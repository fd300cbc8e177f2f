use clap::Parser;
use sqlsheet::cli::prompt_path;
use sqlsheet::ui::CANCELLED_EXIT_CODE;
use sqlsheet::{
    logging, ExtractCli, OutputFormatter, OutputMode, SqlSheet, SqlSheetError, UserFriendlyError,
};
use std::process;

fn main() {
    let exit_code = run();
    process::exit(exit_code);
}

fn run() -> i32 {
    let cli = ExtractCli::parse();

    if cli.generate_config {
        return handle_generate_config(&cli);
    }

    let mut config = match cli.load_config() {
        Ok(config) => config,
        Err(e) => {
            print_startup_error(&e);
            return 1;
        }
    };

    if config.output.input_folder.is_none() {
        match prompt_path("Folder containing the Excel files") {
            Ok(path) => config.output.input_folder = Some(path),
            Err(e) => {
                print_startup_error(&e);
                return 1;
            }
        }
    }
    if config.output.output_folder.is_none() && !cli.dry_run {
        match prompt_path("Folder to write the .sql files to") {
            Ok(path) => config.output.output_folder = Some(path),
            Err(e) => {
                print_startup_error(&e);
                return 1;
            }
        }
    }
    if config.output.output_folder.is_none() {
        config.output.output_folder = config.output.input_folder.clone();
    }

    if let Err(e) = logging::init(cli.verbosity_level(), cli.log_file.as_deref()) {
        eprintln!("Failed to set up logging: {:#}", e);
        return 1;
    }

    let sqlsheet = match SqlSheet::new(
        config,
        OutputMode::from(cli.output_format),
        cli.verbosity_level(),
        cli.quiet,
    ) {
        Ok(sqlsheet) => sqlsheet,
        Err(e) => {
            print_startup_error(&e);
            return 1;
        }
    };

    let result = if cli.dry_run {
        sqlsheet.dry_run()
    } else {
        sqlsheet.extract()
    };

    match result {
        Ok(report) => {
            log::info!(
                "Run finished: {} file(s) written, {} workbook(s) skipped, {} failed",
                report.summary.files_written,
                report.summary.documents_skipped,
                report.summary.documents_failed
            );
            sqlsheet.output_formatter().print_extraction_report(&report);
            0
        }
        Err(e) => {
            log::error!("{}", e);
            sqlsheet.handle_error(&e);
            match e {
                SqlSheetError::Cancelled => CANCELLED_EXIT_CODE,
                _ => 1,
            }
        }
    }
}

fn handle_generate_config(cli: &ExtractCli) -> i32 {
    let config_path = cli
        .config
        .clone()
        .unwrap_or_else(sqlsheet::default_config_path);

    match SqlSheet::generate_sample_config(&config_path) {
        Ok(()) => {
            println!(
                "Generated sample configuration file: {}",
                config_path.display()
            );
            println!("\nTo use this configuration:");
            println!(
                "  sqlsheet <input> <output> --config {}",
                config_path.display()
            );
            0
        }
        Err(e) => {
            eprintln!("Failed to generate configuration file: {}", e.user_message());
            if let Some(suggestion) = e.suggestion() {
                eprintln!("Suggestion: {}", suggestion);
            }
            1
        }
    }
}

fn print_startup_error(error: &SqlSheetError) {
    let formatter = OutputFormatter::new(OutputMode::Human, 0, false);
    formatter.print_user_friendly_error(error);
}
____________
Extract the data in full. Keep it word for word.

repository fd300cbc8e177f2f
use clap::Parser;
use sqlsheet::cli::prompt_path;
use sqlsheet::ui::CANCELLED_EXIT_CODE;
use sqlsheet::{
    logging, ExtractCli, OutputFormatter, OutputMode, SqlSheet, SqlSheetError, UserFriendlyError,
};
use std::process;

fn main() {
    let exit_code = run();
    process::exit(exit_code);
}

fn run() -> i32 {
    let cli = ExtractCli::parse();

    if cli.generate_config {
        return handle_generate_config(&cli);
    }

    let mut config = match cli.load_config() {
        Ok(config) => config,
        Err(e) => {
            print_startup_error(&e);
            return 1;
        }
    };

    if config.output.input_folder.is_none() {
        match prompt_path("Folder containing the Excel files") {
            Ok(path) => config.output.input_folder = Some(path),
            Err(e) => {
                print_startup_error(&e);
                return 1;
            }
        }
    }
    if config.output.output_folder.is_none() && !cli.dry_run {
        match prompt_path("Folder to write the .sql files to") {
            Ok(path) => config.output.output_folder = Some(path),
            Err(e) => {
                print_startup_error(&e);
                return 1;
            }
        }
    }
    if config.output.output_folder.is_none() {
        config.output.output_folder = config.output.input_folder.clone();
    }

    if let Err(e) = logging::init(cli.verbosity_level(), cli.log_file.as_deref()) {
        eprintln!("Failed to set up logging: {:#}", e);
        return 1;
    }

    let sqlsheet = match SqlSheet::new(
        config,
        OutputMode::from(cli.output_format),
        cli.verbosity_level(),
        cli.quiet,
    ) {
        Ok(sqlsheet) => sqlsheet,
        Err(e) => {
            print_startup_error(&e);
            return 1;
        }
    };

    let result = if cli.dry_run {
        sqlsheet.dry_run()
    } else {
        sqlsheet.extract()
    };

    match result {
        Ok(report) => {
            log::info!(
                "Run finished: {} file(s) written, {} workbook(s) skipped, {} failed",
                report.summary.files_written,
                report.summary.documents_skipped,
                report.summary.documents_failed
            );
            sqlsheet.output_formatter().print_extraction_report(&report);
            0
        }
        Err(e) => {
            log::error!("{}", e);
            sqlsheet.handle_error(&e);
            match e {
                SqlSheetError::Cancelled => CANCELLED_EXIT_CODE,
                _ => 1,
            }
        }
    }
}

fn handle_generate_config(cli: &ExtractCli) -> i32 {
    let config_path = cli
        .config
        .clone()
        .unwrap_or_else(sqlsheet::default_config_path);

    match SqlSheet::generate_sample_config(&config_path) {
        Ok(()) => {
            println!(
                "Generated sample configuration file: {}",
                config_path.display()
            );
            println!("\nTo use this configuration:");
            println!(
                "  sqlsheet <input> <output> --config {}",
                config_path.display()
            );
            0
        }
        Err(e) => {
            eprintln!("Failed to generate configuration file: {}", e.user_message());
            if let Some(suggestion) = e.suggestion() {
                eprintln!("Suggestion: {}", suggestion);
            }
            1
        }
    }
}

fn print_startup_error(error: &SqlSheetError) {
    let formatter = OutputFormatter::new(OutputMode::Human, 0, false);
    formatter.print_user_friendly_error(error);
}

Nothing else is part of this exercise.